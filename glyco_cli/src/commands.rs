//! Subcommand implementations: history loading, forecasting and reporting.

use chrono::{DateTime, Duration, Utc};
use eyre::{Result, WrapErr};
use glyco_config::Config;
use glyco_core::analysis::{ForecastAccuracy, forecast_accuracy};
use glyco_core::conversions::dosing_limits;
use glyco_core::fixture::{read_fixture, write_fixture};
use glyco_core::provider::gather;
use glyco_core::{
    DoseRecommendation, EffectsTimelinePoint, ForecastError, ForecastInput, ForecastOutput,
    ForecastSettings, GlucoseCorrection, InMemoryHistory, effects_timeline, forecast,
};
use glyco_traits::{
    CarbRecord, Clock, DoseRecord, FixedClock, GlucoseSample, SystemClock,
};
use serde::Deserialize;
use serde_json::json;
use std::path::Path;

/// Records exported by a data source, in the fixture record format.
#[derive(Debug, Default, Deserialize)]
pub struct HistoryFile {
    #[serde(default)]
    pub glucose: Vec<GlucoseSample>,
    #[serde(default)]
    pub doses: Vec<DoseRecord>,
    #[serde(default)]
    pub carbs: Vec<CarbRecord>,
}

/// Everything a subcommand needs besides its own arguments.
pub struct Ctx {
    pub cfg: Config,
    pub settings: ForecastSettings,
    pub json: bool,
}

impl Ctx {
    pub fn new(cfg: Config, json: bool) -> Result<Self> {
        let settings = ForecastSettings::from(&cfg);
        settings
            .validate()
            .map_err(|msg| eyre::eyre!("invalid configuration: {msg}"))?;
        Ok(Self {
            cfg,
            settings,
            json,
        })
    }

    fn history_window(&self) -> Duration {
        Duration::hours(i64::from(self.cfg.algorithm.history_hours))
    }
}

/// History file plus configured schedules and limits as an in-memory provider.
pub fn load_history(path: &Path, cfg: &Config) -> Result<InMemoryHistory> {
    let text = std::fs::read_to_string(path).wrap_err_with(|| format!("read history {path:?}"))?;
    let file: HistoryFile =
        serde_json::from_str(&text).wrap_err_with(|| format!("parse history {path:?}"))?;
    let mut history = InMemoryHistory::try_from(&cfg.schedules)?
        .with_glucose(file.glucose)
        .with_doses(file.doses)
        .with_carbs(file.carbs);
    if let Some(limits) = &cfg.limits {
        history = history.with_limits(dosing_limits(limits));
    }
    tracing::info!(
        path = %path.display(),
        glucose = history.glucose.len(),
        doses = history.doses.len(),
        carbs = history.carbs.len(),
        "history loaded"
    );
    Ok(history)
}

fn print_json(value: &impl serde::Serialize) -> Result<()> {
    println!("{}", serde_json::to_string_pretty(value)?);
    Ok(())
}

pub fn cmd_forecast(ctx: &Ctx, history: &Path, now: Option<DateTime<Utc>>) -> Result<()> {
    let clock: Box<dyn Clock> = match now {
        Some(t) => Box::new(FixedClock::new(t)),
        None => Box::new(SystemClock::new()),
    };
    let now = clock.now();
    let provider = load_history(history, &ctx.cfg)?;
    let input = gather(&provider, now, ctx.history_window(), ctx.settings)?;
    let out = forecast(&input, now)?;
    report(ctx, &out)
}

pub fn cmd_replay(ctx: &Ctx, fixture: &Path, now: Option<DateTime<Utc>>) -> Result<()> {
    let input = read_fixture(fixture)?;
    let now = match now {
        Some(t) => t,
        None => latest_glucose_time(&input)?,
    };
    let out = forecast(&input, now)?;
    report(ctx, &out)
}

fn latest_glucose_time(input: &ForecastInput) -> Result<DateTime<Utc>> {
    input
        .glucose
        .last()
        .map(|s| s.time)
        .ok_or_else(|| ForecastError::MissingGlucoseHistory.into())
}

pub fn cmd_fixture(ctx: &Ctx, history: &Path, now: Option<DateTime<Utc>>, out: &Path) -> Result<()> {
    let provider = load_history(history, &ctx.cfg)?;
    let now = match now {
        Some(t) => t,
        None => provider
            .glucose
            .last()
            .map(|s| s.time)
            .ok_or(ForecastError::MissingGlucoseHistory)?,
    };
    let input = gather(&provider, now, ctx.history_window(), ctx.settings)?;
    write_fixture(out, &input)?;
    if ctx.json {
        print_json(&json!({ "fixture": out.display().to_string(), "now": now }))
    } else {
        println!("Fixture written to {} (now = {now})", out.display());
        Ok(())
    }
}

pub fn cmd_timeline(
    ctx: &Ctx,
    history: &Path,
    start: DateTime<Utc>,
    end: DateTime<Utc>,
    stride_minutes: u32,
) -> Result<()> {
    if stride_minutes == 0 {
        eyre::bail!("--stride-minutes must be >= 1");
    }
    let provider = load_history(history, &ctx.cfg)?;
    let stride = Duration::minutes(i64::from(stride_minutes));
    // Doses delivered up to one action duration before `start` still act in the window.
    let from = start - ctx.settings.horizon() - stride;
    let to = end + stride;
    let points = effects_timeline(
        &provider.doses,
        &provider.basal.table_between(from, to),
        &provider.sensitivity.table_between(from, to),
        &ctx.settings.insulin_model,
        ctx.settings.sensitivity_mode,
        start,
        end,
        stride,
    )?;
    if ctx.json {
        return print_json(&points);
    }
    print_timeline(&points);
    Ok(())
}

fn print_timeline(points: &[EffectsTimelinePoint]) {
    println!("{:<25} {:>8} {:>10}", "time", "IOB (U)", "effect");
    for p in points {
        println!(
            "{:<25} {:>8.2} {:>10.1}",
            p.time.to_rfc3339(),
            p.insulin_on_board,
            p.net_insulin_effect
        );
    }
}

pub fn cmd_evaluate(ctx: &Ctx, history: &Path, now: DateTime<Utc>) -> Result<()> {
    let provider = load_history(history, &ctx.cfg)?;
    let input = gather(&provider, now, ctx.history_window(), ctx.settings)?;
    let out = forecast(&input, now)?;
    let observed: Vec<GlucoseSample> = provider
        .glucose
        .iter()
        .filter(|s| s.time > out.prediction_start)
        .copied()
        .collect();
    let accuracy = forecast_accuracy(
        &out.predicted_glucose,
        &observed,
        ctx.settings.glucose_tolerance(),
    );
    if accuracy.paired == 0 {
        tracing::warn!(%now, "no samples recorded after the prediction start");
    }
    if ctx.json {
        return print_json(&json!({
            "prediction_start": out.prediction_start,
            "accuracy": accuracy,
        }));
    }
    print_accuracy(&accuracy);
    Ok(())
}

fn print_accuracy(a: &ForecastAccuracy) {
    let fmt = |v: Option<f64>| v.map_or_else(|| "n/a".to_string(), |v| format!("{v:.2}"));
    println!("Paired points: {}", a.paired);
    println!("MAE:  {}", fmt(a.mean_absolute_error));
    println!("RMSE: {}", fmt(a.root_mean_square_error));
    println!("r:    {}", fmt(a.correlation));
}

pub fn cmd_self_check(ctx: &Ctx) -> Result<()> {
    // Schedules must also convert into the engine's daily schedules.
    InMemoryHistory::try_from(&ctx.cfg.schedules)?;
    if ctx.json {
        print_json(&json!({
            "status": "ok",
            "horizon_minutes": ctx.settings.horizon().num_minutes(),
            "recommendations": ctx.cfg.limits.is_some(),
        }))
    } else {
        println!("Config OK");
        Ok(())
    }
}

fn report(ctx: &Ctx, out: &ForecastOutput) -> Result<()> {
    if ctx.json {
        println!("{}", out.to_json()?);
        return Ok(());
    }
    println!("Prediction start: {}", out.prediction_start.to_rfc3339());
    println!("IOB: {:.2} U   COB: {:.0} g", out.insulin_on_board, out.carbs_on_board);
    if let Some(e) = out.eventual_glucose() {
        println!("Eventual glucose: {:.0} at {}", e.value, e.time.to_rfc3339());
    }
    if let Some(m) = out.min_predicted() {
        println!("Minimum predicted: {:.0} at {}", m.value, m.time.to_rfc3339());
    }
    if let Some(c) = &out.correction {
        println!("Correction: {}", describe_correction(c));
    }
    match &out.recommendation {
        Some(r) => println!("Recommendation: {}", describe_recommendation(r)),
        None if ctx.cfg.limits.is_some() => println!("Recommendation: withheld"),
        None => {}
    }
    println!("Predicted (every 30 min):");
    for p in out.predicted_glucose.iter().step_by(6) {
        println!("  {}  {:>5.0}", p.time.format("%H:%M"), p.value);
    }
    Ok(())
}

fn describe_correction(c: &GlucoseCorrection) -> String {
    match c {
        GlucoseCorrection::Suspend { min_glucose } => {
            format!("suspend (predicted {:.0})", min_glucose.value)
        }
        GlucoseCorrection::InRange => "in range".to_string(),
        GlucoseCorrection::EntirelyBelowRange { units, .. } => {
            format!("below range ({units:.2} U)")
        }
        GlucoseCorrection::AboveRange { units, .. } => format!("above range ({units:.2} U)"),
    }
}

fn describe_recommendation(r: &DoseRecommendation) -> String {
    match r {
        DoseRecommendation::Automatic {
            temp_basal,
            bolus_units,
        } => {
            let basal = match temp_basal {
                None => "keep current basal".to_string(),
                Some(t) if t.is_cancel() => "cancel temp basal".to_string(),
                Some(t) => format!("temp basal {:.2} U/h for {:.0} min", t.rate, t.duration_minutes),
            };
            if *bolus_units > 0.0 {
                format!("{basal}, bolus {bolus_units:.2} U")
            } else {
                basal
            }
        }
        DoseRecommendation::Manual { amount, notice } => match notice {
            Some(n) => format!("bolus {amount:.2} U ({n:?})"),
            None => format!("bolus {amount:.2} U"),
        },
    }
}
-----
* [Work request]: Which lines above contain "text"? Show each of them.

* [Task answer]:
    let text = std::fs::read_to_string(path).wrap_err_with(|| format!("read history {path:?}"))?;
        serde_json::from_str(&text).wrap_err_with(|| format!("parse history {path:?}"))?;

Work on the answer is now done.